Sebenarnya terasa perlu sekali—untuk kajian berbagai bidang seperti sejarah, antropologi, linguistik, dan kesusastraan—satu istilah yang bisa merujuk pada wilayah luas ini, pada zaman sebelum kelahiran negara-negara modern di Asia Tenggara seperti Indonesia, Malaysia, Singapura, Filipina, dan lain-lain, serta perbatasan antarabangsa yang ditetapkan sekarang ini yang kadang-kadang berfungsi untuk memisahkan masyarakat yang selama berabad-abad saling menganggap sebagai “kerabat”. Walaupun kesatuan budaya wilayah ini tercermin paling jelas dalam penggunaan bahasa Melayu, ini bukanlah satu-satunya manifestasi perikatan, yang dapat juga dilihat dalam berbagai bidang seperti persuratan, kesenian, dan adat-istiadat.
Topik disertasi S3 saya di SOAS pada 2002 ialah cap Melayu, yang dapat dipahami sebagai cap (atau stempel) dari Asia Tenggara yang mengandung tulisan beraksara Arab, yang akhirnya menghasilkan buku tebal Malay Seals from the Islamic World of Southeast Asia (2019). Ternyata cap atau stempel (saya selalu cenderung menggunakan nama Melayu asli, cap, dibanding stempel atau zegel yang adalah kata pinjaman bahasa Belanda) Melayu ini dihasilkan di seluruh wilayah yang identik dengan apa yang digambarkan dalam peta “dunia Melayu” ciptaan Thomas Bowrey. Jadi selain ratusan cap Melayu dari Sumatra, Semenanjung Melayu, Borneo/Kalimantan, Sulawesi, Maluku, dan Jawa, ada juga cukup banyak cap Melayu dari kerajaan Sulu, Buayan, dan Maguindanao di Filipina Selatan, serta beberapa dari daerah Patani, Ligor, dan Reman di Thailand diiringi satu contoh dari negeri Kamboja. Bahkan ada pula cap Melayu, dengan tulisan berhuruf Arab dari Kerajaan Buleleng di Bali, yang rajanya penganut agama Hindu, dan dari raja Batak Si Singamangaraja XII, yang memperlihatkan bahwa hubungan kebudayaan dan persuratan dapat mengatasi perbedaan agama.
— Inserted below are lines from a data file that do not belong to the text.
//! The execution engine: a fixed-size byte tape, a data pointer, and the
//! dispatch loop over a parsed [`Program`].
//!
//! A [`Machine`] owns all mutable run state (tape, instruction pointer,
//! data pointer). The program is read-only, so one parsed program can be
//! executed any number of times from fresh machines and always produces the
//! same output sequence.
//!
//! Cell arithmetic wraps mod 256 in both directions; programs rely on that
//! for counters and comparisons. The tape itself does not wrap: moving the
//! data pointer outside `[0, tape_len)` is an [`OutOfBoundsError`].
//!
//! The engine performs no I/O of its own. Every `.` instruction makes one
//! [`OutputSink::write`] call, in program order.
//!
//! Quick start:
//!
//! ```
//! use bfvm::{parser::parse, machine::Machine};
//!
//! let program = parse("++++++++[>++++++++<-]>.").unwrap();
//! let mut out: Vec<u8> = Vec::new();
//! Machine::new().run(&program, &mut out).unwrap();
//! assert_eq!(out, [64]);
//! ```

use crate::parser::{Instruction, Program};

/// Default tape length in cells.
pub const DEFAULT_TAPE_LEN: usize = 65536;

/// The single run-time failure mode: the data pointer left the tape.
///
/// The tape neither grows nor wraps at its ends, so any move that would
/// land outside `[0, tape_len)` terminates the run.
#[derive(Debug, Clone, thiserror::Error)]
#[error(
    "data pointer out of bounds at instruction {instruction_pointer} (data pointer {data_pointer})"
)]
pub struct OutOfBoundsError {
    /// Index of the offending move instruction.
    pub instruction_pointer: usize,
    /// Data pointer value before the offending move.
    pub data_pointer: usize,
}

/// Destination for program output, one byte per `.` instruction.
///
/// The engine imposes no buffering or flushing contract beyond in-order
/// delivery; that policy belongs to the implementor.
pub trait OutputSink {
    fn write(&mut self, byte: u8);
}

/// Collecting sink for tests and library callers.
impl OutputSink for Vec<u8> {
    fn write(&mut self, byte: u8) {
        self.push(byte);
    }
}

/// Execution state for one run: tape plus both pointers.
///
/// Created zeroed, mutated every cycle, discarded when the run halts.
pub struct Machine {
    tape: Vec<u8>,
    instruction_pointer: usize,
    data_pointer: usize,
}

impl Default for Machine {
    fn default() -> Self {
        Self::new()
    }
}

impl Machine {
    /// A fresh machine with the default 65,536-cell tape.
    pub fn new() -> Self {
        Self::with_tape_len(DEFAULT_TAPE_LEN)
    }

    /// A fresh machine with a custom tape length.
    pub fn with_tape_len(tape_len: usize) -> Self {
        Self {
            tape: vec![0; tape_len],
            instruction_pointer: 0,
            data_pointer: 0,
        }
    }

    pub fn instruction_pointer(&self) -> usize {
        self.instruction_pointer
    }

    pub fn data_pointer(&self) -> usize {
        self.data_pointer
    }

    /// Read-only view of the tape.
    pub fn tape(&self) -> &[u8] {
        &self.tape
    }

    /// The cell under the data pointer.
    pub fn current_cell(&self) -> u8 {
        self.tape[self.data_pointer]
    }

    /// Execute one instruction cycle.
    ///
    /// Returns `Ok(true)` while the program is still running and
    /// `Ok(false)` once the `Halt` sentinel is reached. Callers wanting a
    /// step ceiling or cooperative cancellation drive this directly instead
    /// of [`run`](Self::run) and count cycles themselves; exhausting such a
    /// ceiling is a caller-level abort, not an engine error.
    pub fn step(
        &mut self,
        program: &Program,
        sink: &mut dyn OutputSink,
    ) -> Result<bool, OutOfBoundsError> {
        let ip = self.instruction_pointer;
        match program.instructions()[ip] {
            Instruction::IncCell(n) => {
                let cell = &mut self.tape[self.data_pointer];
                *cell = cell.wrapping_add((n % 256) as u8);
                self.instruction_pointer = ip + 1;
            }
            Instruction::DecCell(n) => {
                let cell = &mut self.tape[self.data_pointer];
                *cell = cell.wrapping_sub((n % 256) as u8);
                self.instruction_pointer = ip + 1;
            }
            Instruction::MoveRight(n) => {
                if n > self.tape.len() - 1 - self.data_pointer {
                    return Err(self.out_of_bounds());
                }
                self.data_pointer += n;
                self.instruction_pointer = ip + 1;
            }
            Instruction::MoveLeft(n) => {
                if n > self.data_pointer {
                    return Err(self.out_of_bounds());
                }
                self.data_pointer -= n;
                self.instruction_pointer = ip + 1;
            }
            Instruction::LoopOpen => {
                if self.tape[self.data_pointer] == 0 {
                    let close = program.jump_target(ip).expect("parser matched bracket");
                    self.instruction_pointer = close + 1;
                } else {
                    self.instruction_pointer = ip + 1;
                }
            }
            Instruction::LoopClose => {
                if self.tape[self.data_pointer] != 0 {
                    let open = program.jump_target(ip).expect("parser matched bracket");
                    self.instruction_pointer = open + 1;
                } else {
                    self.instruction_pointer = ip + 1;
                }
            }
            Instruction::Output => {
                sink.write(self.tape[self.data_pointer]);
                self.instruction_pointer = ip + 1;
            }
            Instruction::Halt => return Ok(false),
        }
        Ok(true)
    }

    /// Execute `program` to completion.
    ///
    /// Halts only at the synthetic `Halt` sentinel; a program whose loop
    /// conditions never become false runs forever, which is intentional.
    pub fn run(
        &mut self,
        program: &Program,
        sink: &mut dyn OutputSink,
    ) -> Result<(), OutOfBoundsError> {
        while self.step(program, sink)? {}
        Ok(())
    }

    fn out_of_bounds(&self) -> OutOfBoundsError {
        OutOfBoundsError {
            instruction_pointer: self.instruction_pointer,
            data_pointer: self.data_pointer,
        }
    }
}

#[cfg(test)]
mod tests {
    use super::*;
    use crate::parser::{parse, parse_with_options, ParseOptions};

    fn run_collect(source: &str) -> (Machine, Vec<u8>) {
        let program = parse(source).unwrap();
        let mut machine = Machine::with_tape_len(64);
        let mut out: Vec<u8> = Vec::new();
        machine.run(&program, &mut out).expect("program runs");
        (machine, out)
    }

    #[test]
    fn increments_then_outputs_byte_two() {
        let (machine, out) = run_collect("++.");
        assert_eq!(out, [2]);
        assert_eq!(machine.tape()[0], 2);
    }

    #[test]
    fn loop_drains_cell_then_outputs_zero() {
        let (machine, out) = run_collect("+[-].");
        assert_eq!(out, [0]);
        assert_eq!(machine.tape()[0], 0);
    }

    #[test]
    fn eight_times_eight_is_sixty_four() {
        let (_, out) = run_collect("++++++++[>++++++++<-]>.");
        assert_eq!(out, [64]);
    }

    #[test]
    fn increment_wraps_past_255() {
        let (machine, _) = run_collect(&"+".repeat(256));
        assert_eq!(machine.tape()[0], 0);
    }

    #[test]
    fn decrement_wraps_below_zero() {
        let (machine, out) = run_collect("-.");
        assert_eq!(machine.tape()[0], 255);
        assert_eq!(out, [255]);
    }

    #[test]
    fn coalesced_count_wraps_mod_256() {
        // 300 coalesces into a single IncCell(300); 300 mod 256 == 44.
        let (machine, _) = run_collect(&"+".repeat(300));
        assert_eq!(machine.tape()[0], 44);
    }

    #[test]
    fn move_left_of_cell_zero_is_rejected() {
        let program = parse("<").unwrap();
        let err = Machine::with_tape_len(8)
            .run(&program, &mut Vec::new())
            .unwrap_err();
        assert_eq!(err.instruction_pointer, 0);
        assert_eq!(err.data_pointer, 0);
    }

    #[test]
    fn move_past_last_cell_is_rejected() {
        let program = parse(&">".repeat(8)).unwrap();
        let err = Machine::with_tape_len(8)
            .run(&program, &mut Vec::new())
            .unwrap_err();
        assert_eq!(err.data_pointer, 0); // single coalesced move of 8
    }

    #[test]
    fn move_to_last_cell_is_allowed() {
        let program = parse(&">".repeat(7)).unwrap();
        let mut machine = Machine::with_tape_len(8);
        machine.run(&program, &mut Vec::new()).unwrap();
        assert_eq!(machine.data_pointer(), 7);
    }

    #[test]
    fn coalesced_and_single_step_runs_agree() {
        let source = "+++[>++++<-]>--.<++.";
        let coalesced = parse(source).unwrap();
        let single = parse_with_options(source, ParseOptions { coalesce: false }).unwrap();
        assert!(coalesced.len() < single.len());

        let mut m1 = Machine::with_tape_len(64);
        let mut m2 = Machine::with_tape_len(64);
        let (mut out1, mut out2) = (Vec::new(), Vec::new());
        m1.run(&coalesced, &mut out1).unwrap();
        m2.run(&single, &mut out2).unwrap();

        assert_eq!(out1, out2);
        assert_eq!(m1.tape(), m2.tape());
        assert_eq!(m1.data_pointer(), m2.data_pointer());
    }

    #[test]
    fn same_program_reruns_identically_from_fresh_machines() {
        let program = parse("++++[>+++<-]>.+.").unwrap();
        let (mut out1, mut out2) = (Vec::new(), Vec::new());
        Machine::new().run(&program, &mut out1).unwrap();
        Machine::new().run(&program, &mut out2).unwrap();
        assert_eq!(out1, out2);
        assert_eq!(out1, [12, 13]);
    }

    #[test]
    fn outputs_arrive_in_program_order() {
        let (_, out) = run_collect("+.+.+.");
        assert_eq!(out, [1, 2, 3]);
    }

    #[test]
    fn empty_program_halts_immediately() {
        let program = parse("just a comment").unwrap();
        let mut machine = Machine::with_tape_len(8);
        let mut out: Vec<u8> = Vec::new();
        assert!(!machine.step(&program, &mut out).unwrap());
        assert!(out.is_empty());
        assert_eq!(machine.instruction_pointer(), 0);
    }

    #[test]
    fn step_reports_running_until_halt() {
        let program = parse("+.").unwrap();
        let mut machine = Machine::with_tape_len(8);
        let mut out: Vec<u8> = Vec::new();
        assert!(machine.step(&program, &mut out).unwrap());
        assert!(machine.step(&program, &mut out).unwrap());
        assert!(!machine.step(&program, &mut out).unwrap());
        // Halt is sticky: stepping again still reports halted.
        assert!(!machine.step(&program, &mut out).unwrap());
        assert_eq!(out, [1]);
    }
}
Salah satu bidang lagi penelitian saya ialah unsur kesenian dalam naskah mushaf Al-Qur’an di Asia Tenggara. Dari segi kesenian, jelas dapat dipastikan persamaan gaya hiasan antara mushaf Al-Qur’an dari Patani dan daerah Muslim yang lain di Thailand, dengan mushaf yang dihasilkan di negeri Kelantan sampai ke Terengganu pada Pantai Timur Semenanjung Melayu. Gaya istimewa ini, yang biasa disebut sebagai gaya “Patani”, bahkan sampai memengaruhi sebuah naskah mushaf yang indah dan halus sekali yang disimpan di Masjid istana Tidore. Selain itu, dapat diperhatikan hubungan kesenian yang sangat erat antara bingkai berhias dalam naskah mushaf Al-Qur’an dari Mindanao dengan yang ditemui di Maluku dan Kalimantan, yang kesemuanya bisa dikelompokkan terpengaruh gaya perantauan Sulawesi. Jadi, bukan hanya dalam naskah berbahasa lokal, bahkan dalam naskah mushaf Al-Qur’an pun yang berbahasa Arab, unsur keseniannya ternyata berakar kepada rasa estetika serantau Nusantara.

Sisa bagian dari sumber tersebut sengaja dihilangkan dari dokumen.